Bieten Alarmanlagen Vorteile in der Hausratsversicherung?
Damit es bei der Alarmanlage zu keinen Problemen kommt, sollte ein geeignetes Modell gewählt werden. Es ist auf die Zwangsläufigkeit zu achten. Das gesicherte Gebiet kann nur betreten werden, sobald die Einbruchmeldefunktion ausgeschaltet wird. Erst wenn alle Fenster geschlossen wurden, kann die Alarmanlage wieder eingeschaltet werden. So kommt es zu keinen Fehlalarmen und es ist praktisch nicht möglich zu vergessen, die Anlage zu aktivieren. Jeder falsche Alarm kostet Geld (Tagesgeld Vergleich), das die Polizei dem Geschädigten in Rechnung stellen kann, denn dann sollte man schon über eine kostenlose Kreditkarte nachdenken.
Eine Hausratsversicherung schützt Privatperson bekanntlich vor Vandalismus und Einbrüchen, beim Hausratsversicherung Preisvergleich findet man eine günstige. Grundlegend ist keine Alarmanlage notwendig, folglich ist es egal ob diese an ist oder nicht. Doch spätestens nach dem ersten Einbruch schreiben viele Versicherungen ihren Kunden eine solche Anlage vor. Sollte die betroffene Person in einem Risikogebiet wohnen, kann diese Klausel auch ohne Vandalismus Bestandteil des Vertrages sein.


Gibt es in der Hausratsversicherung versteckte Klauseln zu Alarmanlagen?
Die Rechtsprechung legt großen Wert auf Fahrlässigkeit und Schuld. Sollte ein Verbraucher verreisen und vergessen seine Alarmanlage einzuschalten, liegt die Schuld eindeutig bei ihm. Es folgt schnell das böse Erwachen, da er für alle Schäden selbst aufkommen muss. Einbruchkosten muss er selbst tragen, gestohlene Gegenstände werden nicht ersetzt. Für Vandalismus kommt die Versicherung nicht auf.

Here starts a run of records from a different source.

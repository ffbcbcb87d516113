use std::fmt;

use crate::wire::{RecommendationResponse, SkillsResponse};

pub type AttemptId = u64;

#[derive(Debug, Clone, PartialEq)]
pub enum EngineEvent {
    ProbeCompleted(Result<(), ApiError>),
    AccountCreated(Result<(), ApiError>),
    RecommendationCompleted {
        attempt: AttemptId,
        result: Result<RecommendationResponse, ApiError>,
    },
    SkillsCompleted {
        attempt: AttemptId,
        result: Result<SkillsResponse, ApiError>,
    },
    FeedbackCompleted(Result<(), ApiError>),
}

/// A failed backend call.
///
/// `detail` is the backend's own `detail` string when the error body had one.
/// For `HttpStatus` failures `message` is the reason phrase (may be empty).
#[derive(Debug, Clone, PartialEq, Eq)]
pub struct ApiError {
    pub kind: FailureKind,
    pub detail: Option<String>,
    pub message: String,
}

impl ApiError {
    pub(crate) fn new(kind: FailureKind, message: impl Into<String>) -> Self {
        Self {
            kind,
            detail: None,
            message: message.into(),
        }
    }

    pub(crate) fn status(status: reqwest::StatusCode, detail: Option<String>) -> Self {
        Self {
            kind: FailureKind::HttpStatus(status.as_u16()),
            detail,
            message: status.canonical_reason().unwrap_or_default().to_string(),
        }
    }

    pub fn http_status(&self) -> Option<u16> {
        match self.kind {
            FailureKind::HttpStatus(code) => Some(code),
            _ => None,
        }
    }
}

impl fmt::Display for ApiError {
    fn fmt(&self, f: &mut fmt::Formatter<'_>) -> fmt::Result {
        match &self.detail {
            Some(detail) => write!(f, "{}: {}", self.kind, detail),
            None if self.message.is_empty() => write!(f, "{}", self.kind),
            None => write!(f, "{}: {}", self.kind, self.message),
        }
    }
}

impl std::error::Error for ApiError {}

#[derive(Debug, Clone, PartialEq, Eq)]
pub enum FailureKind {
    InvalidUrl,
    InvalidRequest,
    HttpStatus(u16),
    Timeout,
    InvalidResponse,
    Network,
}

impl fmt::Display for FailureKind {
    fn fmt(&self, f: &mut fmt::Formatter<'_>) -> fmt::Result {
        match self {
            FailureKind::InvalidUrl => write!(f, "invalid url"),
            FailureKind::InvalidRequest => write!(f, "invalid request"),
            FailureKind::HttpStatus(code) => write!(f, "http status {code}"),
            FailureKind::Timeout => write!(f, "timeout"),
            FailureKind::InvalidResponse => write!(f, "invalid response body"),
            FailureKind::Network => write!(f, "network error"),
        }
    }
}
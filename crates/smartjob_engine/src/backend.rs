use std::time::Duration;

use reqwest::header::{ACCEPT, AUTHORIZATION};
use reqwest::{RequestBuilder, Response};
use serde::de::DeserializeOwned;
use smartjob_logging::{smartjob_debug, smartjob_warn};
use url::Url;

use crate::wire::{
    parse_detail, FeedbackRequest, NewAccountRequest, RecommendationResponse, SkillsResponse,
};
use crate::{ApiError, CvUpload, FailureKind};

const USERS_PATH: &str = "users/";
const RECOMMEND_PATH: &str = "ai_smartjob/recommend_from_cv/";
const EXTRACT_SKILLS_PATH: &str = "ai_smartjob/extract_skills_from_cv/";
const FEEDBACK_PATH: &str = "feedback/";

#[derive(Debug, Clone)]
pub struct ClientSettings {
    pub base_url: String,
    pub connect_timeout: Duration,
    /// `None` lets a hung call wait forever.
    pub request_timeout: Option<Duration>,
}

impl Default for ClientSettings {
    fn default() -> Self {
        Self {
            base_url: "http://127.0.0.1:8000".to_string(),
            connect_timeout: Duration::from_secs(10),
            request_timeout: None,
        }
    }
}

/// The five backend calls the client makes. `token` is the Basic credential.
#[async_trait::async_trait]
pub trait Backend: Send + Sync {
    /// GET an authenticated resource; any 2xx means the credential works.
    async fn probe_credential(&self, token: &str) -> Result<(), ApiError>;

    async fn create_account(&self, username: &str, password: &str) -> Result<(), ApiError>;

    async fn recommend_from_cv(
        &self,
        token: &str,
        upload: CvUpload,
    ) -> Result<RecommendationResponse, ApiError>;

    async fn extract_skills_from_cv(
        &self,
        token: &str,
        upload: CvUpload,
    ) -> Result<SkillsResponse, ApiError>;

    async fn submit_feedback(&self, token: &str, rating: u8, comment: &str)
        -> Result<(), ApiError>;
}

#[derive(Debug, Clone)]
pub struct ReqwestBackend {
    base_url: Url,
    client: reqwest::Client,
}

impl ReqwestBackend {
    pub fn new(settings: ClientSettings) -> Result<Self, ApiError> {
        let mut base_url = Url::parse(&settings.base_url)
            .map_err(|err| ApiError::new(FailureKind::InvalidUrl, err.to_string()))?;
        // Endpoint paths are joined relative to the base, which needs a trailing slash.
        if !base_url.path().ends_with('/') {
            let path = format!("{}/", base_url.path());
            base_url.set_path(&path);
        }

        let mut builder = reqwest::Client::builder().connect_timeout(settings.connect_timeout);
        if let Some(timeout) = settings.request_timeout {
            builder = builder.timeout(timeout);
        }
        let client = builder
            .build()
            .map_err(|err| ApiError::new(FailureKind::Network, err.to_string()))?;

        Ok(Self { base_url, client })
    }

    fn endpoint(&self, path: &str) -> Result<Url, ApiError> {
        self.base_url
            .join(path)
            .map_err(|err| ApiError::new(FailureKind::InvalidUrl, err.to_string()))
    }

    fn authorized(&self, builder: RequestBuilder, token: &str) -> RequestBuilder {
        builder
            .header(ACCEPT, "application/json")
            .header(AUTHORIZATION, format!("Basic {token}"))
    }
}

#[async_trait::async_trait]
impl Backend for ReqwestBackend {
    async fn probe_credential(&self, token: &str) -> Result<(), ApiError> {
        let url = self.endpoint(USERS_PATH)?;
        let response = self
            .authorized(self.client.get(url), token)
            .send()
            .await
            .map_err(map_reqwest_error)?;
        ensure_success(response).await.map(drop)
    }

    async fn create_account(&self, username: &str, password: &str) -> Result<(), ApiError> {
        let url = self.endpoint(USERS_PATH)?;
        let response = self
            .client
            .post(url)
            .header(ACCEPT, "application/json")
            .json(&NewAccountRequest { username, password })
            .send()
            .await
            .map_err(map_reqwest_error)?;
        ensure_success(response).await.map(drop)
    }

    async fn recommend_from_cv(
        &self,
        token: &str,
        upload: CvUpload,
    ) -> Result<RecommendationResponse, ApiError> {
        let url = self.endpoint(RECOMMEND_PATH)?;
        smartjob_debug!("POST {} ({} bytes)", url, upload.len());
        let form = upload.into_form()?;
        let response = self
            .authorized(self.client.post(url), token)
            .multipart(form)
            .send()
            .await
            .map_err(map_reqwest_error)?;
        decode_json(ensure_success(response).await?).await
    }

    async fn extract_skills_from_cv(
        &self,
        token: &str,
        upload: CvUpload,
    ) -> Result<SkillsResponse, ApiError> {
        let url = self.endpoint(EXTRACT_SKILLS_PATH)?;
        smartjob_debug!("POST {} ({} bytes)", url, upload.len());
        let form = upload.into_form()?;
        let response = self
            .authorized(self.client.post(url), token)
            .multipart(form)
            .send()
            .await
            .map_err(map_reqwest_error)?;
        decode_json(ensure_success(response).await?).await
    }

    async fn submit_feedback(
        &self,
        token: &str,
        rating: u8,
        comment: &str,
    ) -> Result<(), ApiError> {
        let url = self.endpoint(FEEDBACK_PATH)?;
        let response = self
            .authorized(self.client.post(url), token)
            .json(&FeedbackRequest { rating, comment })
            .send()
            .await
            .map_err(map_reqwest_error)?;
        ensure_success(response).await.map(drop)
    }
}

/// Passes 2xx responses through; otherwise reads the body for a `detail`.
async fn ensure_success(response: Response) -> Result<Response, ApiError> {
    let status = response.status();
    if status.is_success() {
        return Ok(response);
    }
    let url = response.url().clone();
    let detail = match response.bytes().await {
        Ok(body) => parse_detail(&body),
        Err(err) => {
            smartjob_warn!("Failed to read error body from {}: {}", url, err);
            None
        }
    };
    smartjob_warn!("{} answered {} (detail: {:?})", url, status, detail);
    Err(ApiError::status(status, detail))
}

async fn decode_json<T: DeserializeOwned>(response: Response) -> Result<T, ApiError> {
    let body = response.bytes().await.map_err(map_reqwest_error)?;
    serde_json::from_slice(&body)
        .map_err(|err| ApiError::new(FailureKind::InvalidResponse, err.to_string()))
}

fn map_reqwest_error(err: reqwest::Error) -> ApiError {
    if err.is_timeout() {
        return ApiError::new(FailureKind::Timeout, err.to_string());
    }
    if err.is_builder() {
        return ApiError::new(FailureKind::InvalidRequest, err.to_string());
    }
    ApiError::new(FailureKind::Network, err.to_string())
}
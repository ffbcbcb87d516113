use std::fs;
use std::io::{self, BufRead, Write};
use std::path::Path;
use std::sync::mpsc;
use std::thread;
use std::time::Duration;

use anyhow::Context;
use clap::Parser;
use smartjob_core::{
    update, AppState, AppViewModel, CredentialStore, Effect, Msg, Password, SelectedFile,
};
use smartjob_engine::{ensure_state_dir, ClientSettings};
use smartjob_logging::{smartjob_debug, smartjob_info, smartjob_warn};

use super::cli::{Cli, Command};
use super::effects::EffectRunner;
use super::logging;
use super::persistence::FileCredentialStore;
use super::shell::{self, ShellCommand, HELP_TEXT};
use super::ui;

const SESSION_NOT_SAVED_TEXT: &str =
    "Warning: could not save the session; you will need to log in again next time.";

/// Everything the controller loop reacts to.
pub(crate) enum AppEvent {
    Core(Msg),
    Input(String),
    InputClosed,
}

pub fn run_app() -> anyhow::Result<()> {
    let cli = Cli::parse();
    logging::initialize(cli.log, cli.verbose, &cli.state_dir);
    ensure_state_dir(&cli.state_dir)
        .with_context(|| format!("state directory {:?}", cli.state_dir))?;
    smartjob_info!(
        "smartjob starting; api_url={} state_dir={:?}",
        cli.api_url,
        cli.state_dir
    );

    let settings = ClientSettings {
        base_url: cli.api_url.clone(),
        request_timeout: cli.request_timeout_secs.map(Duration::from_secs),
        ..ClientSettings::default()
    };

    let (tx, rx) = mpsc::channel::<AppEvent>();
    let runner = EffectRunner::new(settings, tx.clone())
        .with_context(|| format!("backend url {}", cli.api_url))?;
    if matches!(cli.command, Command::Shell) {
        spawn_stdin_reader(tx);
    } else {
        // One-shot commands stop waiting once the engine drops its sender.
        drop(tx);
    }

    let store = FileCredentialStore::new(cli.state_dir.clone());
    let mut controller = Controller::new(store, runner, rx, io::stdout());

    match cli.command {
        Command::Status => controller.status()?,
        Command::Login { username, password } => {
            controller.login(username, password)?;
            controller.run_until_settled()?;
        }
        Command::Logout => controller.logout()?,
        Command::Upload { path, mime } => {
            controller.upload(Some(&path), mime.as_deref())?;
            controller.run_until_settled()?;
        }
        Command::Feedback { rating, comment } => {
            controller.form.rating = rating;
            controller.form.comment = comment;
            controller.send_feedback()?;
            controller.run_until_settled()?;
        }
        Command::Shell => controller.run_shell()?,
    }

    smartjob_info!("smartjob exiting");
    Ok(())
}

fn spawn_stdin_reader(tx: mpsc::Sender<AppEvent>) {
    thread::spawn(move || {
        let stdin = io::stdin();
        for line in stdin.lock().lines() {
            let Ok(line) = line else { break };
            if tx.send(AppEvent::Input(line)).is_err() {
                return;
            }
        }
        let _ = tx.send(AppEvent::InputClosed);
    });
}

/// Feedback inputs held by the host until submitted.
#[derive(Debug, Default, Clone, PartialEq, Eq)]
pub(crate) struct FeedbackForm {
    pub rating: Option<u8>,
    pub comment: String,
}

/// Drives the state machine: dispatches messages, executes effects and
/// prints the sections that changed.
pub(crate) struct Controller<S: CredentialStore, W: Write> {
    state: AppState,
    store: S,
    runner: EffectRunner,
    inbox: mpsc::Receiver<AppEvent>,
    form: FeedbackForm,
    shown: AppViewModel,
    session_unsaved: bool,
    out: W,
}

impl<S: CredentialStore, W: Write> Controller<S, W> {
    pub(crate) fn new(
        store: S,
        runner: EffectRunner,
        inbox: mpsc::Receiver<AppEvent>,
        out: W,
    ) -> Self {
        let restored = store.load();
        smartjob_info!(
            "Stored session {}",
            if restored.is_some() { "found" } else { "absent" }
        );
        let mut controller = Self {
            state: AppState::new(),
            store,
            runner,
            inbox,
            form: FeedbackForm::default(),
            shown: AppViewModel::default(),
            session_unsaved: false,
            out,
        };
        controller.apply(Msg::CredentialRestored(restored));
        controller.shown = controller.state.view();
        controller
    }

    pub(crate) fn dispatch(&mut self, msg: Msg) -> io::Result<()> {
        if self.apply(msg) {
            self.render()?;
        }
        if std::mem::take(&mut self.session_unsaved) {
            writeln!(self.out, "[session] {SESSION_NOT_SAVED_TEXT}")?;
        }
        Ok(())
    }

    /// Runs one update step; returns whether the state changed.
    fn apply(&mut self, msg: Msg) -> bool {
        let state = std::mem::take(&mut self.state);
        let (mut state, effects) = update(state, msg);
        let dirty = state.consume_dirty();
        self.state = state;
        for effect in effects {
            self.execute(effect);
        }
        dirty
    }

    fn execute(&mut self, effect: Effect) {
        match effect {
            Effect::PersistCredential(credential) => {
                if !self.store.save(&credential) {
                    smartjob_warn!("Session kept in memory only");
                    self.session_unsaved = true;
                }
            }
            Effect::ClearCredential => self.store.clear(),
            Effect::ResetFeedbackForm => self.form = FeedbackForm::default(),
            network => self.runner.run(network),
        }
    }

    fn render(&mut self) -> io::Result<()> {
        let view = self.state.view();
        ui::render::render_changes(&self.shown, &view, &mut self.out)?;
        self.shown = view;
        Ok(())
    }

    /// Block until no backend call is outstanding.
    pub(crate) fn run_until_settled(&mut self) -> io::Result<()> {
        while self.state.has_pending_work() {
            match self.inbox.recv() {
                Ok(AppEvent::Core(msg)) => self.dispatch(msg)?,
                Ok(AppEvent::Input(_)) | Ok(AppEvent::InputClosed) => {}
                Err(_) => {
                    smartjob_warn!("Engine stopped before outstanding calls settled");
                    break;
                }
            }
        }
        Ok(())
    }

    pub(crate) fn status(&mut self) -> io::Result<()> {
        let view = self.state.view();
        ui::render::render_full(&view, &mut self.out)
    }

    pub(crate) fn login(&mut self, username: String, password: String) -> io::Result<()> {
        self.dispatch(Msg::LoginSubmitted {
            username,
            password: Password::new(password),
        })
    }

    pub(crate) fn logout(&mut self) -> io::Result<()> {
        self.dispatch(Msg::LogoutClicked)
    }

    /// `None` reports "no file picked" to the state machine.
    pub(crate) fn upload(&mut self, path: Option<&Path>, mime: Option<&str>) -> io::Result<()> {
        let file = match path {
            None => None,
            Some(path) => match read_selected_file(path, mime) {
                Ok(file) => Some(file),
                Err(err) => {
                    smartjob_warn!("Could not read {:?}: {}", path, err);
                    writeln!(self.out, "[upload] Could not read {}: {err}", path.display())?;
                    return Ok(());
                }
            },
        };
        self.dispatch(Msg::UploadSubmitted(file))
    }

    pub(crate) fn send_feedback(&mut self) -> io::Result<()> {
        self.dispatch(Msg::FeedbackSubmitted {
            rating: self.form.rating,
            comment: self.form.comment.clone(),
        })
    }

    pub(crate) fn run_shell(&mut self) -> io::Result<()> {
        writeln!(self.out, "Type 'help' for commands.")?;
        self.prompt()?;
        while let Ok(event) = self.inbox.recv() {
            match event {
                AppEvent::Core(msg) => self.dispatch(msg)?,
                AppEvent::Input(line) => {
                    match shell::parse(&line) {
                        Ok(ShellCommand::Quit) => return Ok(()),
                        Ok(command) => self.run_shell_command(command)?,
                        Err(message) => writeln!(self.out, "{message}")?,
                    }
                    self.prompt()?;
                }
                AppEvent::InputClosed => {
                    smartjob_debug!("Input closed; waiting for outstanding calls");
                    return self.run_until_settled();
                }
            }
        }
        Ok(())
    }

    fn run_shell_command(&mut self, command: ShellCommand) -> io::Result<()> {
        match command {
            ShellCommand::Login { username, password } => self.login(username, password),
            ShellCommand::Logout => self.logout(),
            ShellCommand::Status => self.status(),
            ShellCommand::Upload { path, mime } => self.upload(path.as_deref(), mime.as_deref()),
            ShellCommand::Rate(rating) => {
                self.form.rating = Some(rating);
                Ok(())
            }
            ShellCommand::Comment(comment) => {
                self.form.comment = comment;
                Ok(())
            }
            ShellCommand::Send => self.send_feedback(),
            ShellCommand::Feedback { rating, comment } => {
                self.form.rating = Some(rating);
                if let Some(comment) = comment {
                    self.form.comment = comment;
                }
                self.send_feedback()
            }
            ShellCommand::Help => writeln!(self.out, "{HELP_TEXT}"),
            ShellCommand::Quit | ShellCommand::Empty => Ok(()),
        }
    }

    fn prompt(&mut self) -> io::Result<()> {
        write!(self.out, "> ")?;
        self.out.flush()
    }
}

fn read_selected_file(path: &Path, mime: Option<&str>) -> io::Result<SelectedFile> {
    let bytes = fs::read(path)?;
    let name = path
        .file_name()
        .map(|name| name.to_string_lossy().into_owned())
        .unwrap_or_else(|| path.display().to_string());
    let mime_type = mime.unwrap_or_else(|| shell::guess_mime(path));
    Ok(SelectedFile::new(name, mime_type, bytes))
}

Dabei handelt es sich um Schäden, die durch einen Täter im Gebäude entstehen, wie dem Ritzen von Sofas oder zerstörten Möbelstücken.
Verlässt der Versicherte hingegen nur kurz das Haus (Mieterrecht) um Müll zu entsorgen, trifft ihn keine Schuld. Gleiches gilt für Tatsachen, die einem ähnlichen Tatbestand entsprechen. Sollte eine Alarmanlage defekt sein und der Geschädigte kümmert sich sofort darum, kann ihm bis zum Zeitpunkt der Reparatur nichts vorgeworfen werden. Wird jedoch fahrlässig einige Wochen damit gewartet, zahlt die Versicherung nicht.
Grundlegend ist die Dauer und der Vertrag bei einem Schadensfall relevant, da Alarmanlagen nicht verpflichtend sind.